(Collected data entries)
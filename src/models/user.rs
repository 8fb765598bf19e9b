use chrono::{DateTime, Utc};
use serde::{Deserialize, Serialize};
use sqlx::FromRow;
use validator::Validate;

use crate::auth::validate_password_length;

/// Row identifier of a user.
#[derive(Debug, Clone, Copy, PartialEq, Eq, Hash, Serialize, Deserialize, sqlx::Type)]
#[serde(transparent)]
#[sqlx(transparent)]
pub struct UserId(pub i64);

impl std::fmt::Display for UserId {
    fn fmt(&self, f: &mut std::fmt::Formatter<'_>) -> std::fmt::Result {
        self.0.fmt(f)
    }
}

/// A registered account as stored in the `users` table.
#[derive(Debug, Clone, FromRow)]
pub struct User {
    pub id: UserId,
    pub username: String,
    pub email: String,
    /// bcrypt hash, never rendered.
    pub password_hash: String,
    pub created_at: DateTime<Utc>,
    pub updated_at: DateTime<Utc>,
}

/// Column a user can be looked up by.
#[derive(Debug, Clone, Copy)]
pub enum UserLookup<'a> {
    Email(&'a str),
    Username(&'a str),
}

impl UserLookup<'_> {
    pub(crate) fn column(&self) -> &'static str {
        match self {
            UserLookup::Email(_) => "email",
            UserLookup::Username(_) => "username",
        }
    }

    pub(crate) fn value(&self) -> &str {
        match self {
            UserLookup::Email(value) | UserLookup::Username(value) => value,
        }
    }
}

/// Registration form submitted to `POST /register`.
#[derive(Debug, Deserialize, Validate)]
pub struct RegisterForm {
    #[validate(length(min = 1, max = 50, message = "Username must be 1 to 50 characters"))]
    pub username: String,
    #[validate(email(message = "Email is not valid"))]
    pub email: String,
    #[validate(length(min = 1, message = "Password is required"))]
    #[validate(custom = "validate_password_length")]
    pub password: String,
}

/// Login form submitted to `POST /login`.
///
/// Deliberately unvalidated: an unknown or malformed email is answered with
/// the same "Wrong email" rejection.
#[derive(Debug, Deserialize)]
pub struct LoginForm {
    #[serde(default)]
    pub email: String,
    #[serde(default)]
    pub password: String,
}
use actix_web::{middleware::Logger, web, App, HttpServer};
use std::io;
use std::sync::Arc;
use std::time::Duration;

use todoforge::config::{sqlite_parent_dir, Config};
use todoforge::db::Database;
use todoforge::routes;
use todoforge::session::{spawn_purge_task, SessionStore, SqliteSessionStore};
use todoforge::state::AppState;
use todoforge::views::ViewComposer;

const SESSION_PURGE_PERIOD: Duration = Duration::from_secs(10 * 60);

fn startup_error<E: std::fmt::Display>(context: &'static str) -> impl FnOnce(E) -> io::Error {
    move |e| {
        log::error!("{}: {}", context, e);
        io::Error::new(io::ErrorKind::Other, format!("{}: {}", context, e))
    }
}

fn ensure_sqlite_dir(url: &str) -> io::Result<()> {
    match sqlite_parent_dir(url) {
        Some(dir) => std::fs::create_dir_all(dir),
        None => Ok(()),
    }
}

#[actix_web::main]
async fn main() -> io::Result<()> {
    if dotenv::from_filename("config/.env").is_err() {
        dotenv::dotenv().ok();
    }
    env_logger::Builder::from_env(env_logger::Env::default().default_filter_or("info")).init();

    let config = Config::from_env().map_err(startup_error("Invalid configuration"))?;

    ensure_sqlite_dir(&config.database_url)?;
    ensure_sqlite_dir(&config.session_database_url)?;

    let db = Database::connect(&config.database_url)
        .await
        .map_err(startup_error("Failed to open the database"))?;
    let session_store: Arc<dyn SessionStore> = Arc::new(
        SqliteSessionStore::connect(&config.session_database_url)
            .await
            .map_err(startup_error("Failed to open the session store"))?,
    );
    spawn_purge_task(Arc::clone(&session_store), SESSION_PURGE_PERIOD);

    let views = ViewComposer::new(config.title.clone())
        .map_err(startup_error("Failed to load templates"))?;

    let state = web::Data::new(AppState::new(
        db,
        session_store,
        views,
        config.cookie_secure,
    ));

    log::info!("Starting {} at {}", config.title, config.server_url());
    HttpServer::new(move || {
        App::new()
            .app_data(state.clone())
            .wrap(Logger::default())
            .configure(routes::config)
    })
    .bind((config.server_host.as_str(), config.server_port))?
    .run()
    .await
}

WHAT NEEDS TO BE DONE
Filter the entries and keep only the lines holding "message".

TASK RESPONSE
    #[validate(length(min = 1, max = 50, message = "Username must be 1 to 50 characters"))]
    #[validate(email(message = "Email is not valid"))]
    #[validate(length(min = 1, message = "Password is required"))]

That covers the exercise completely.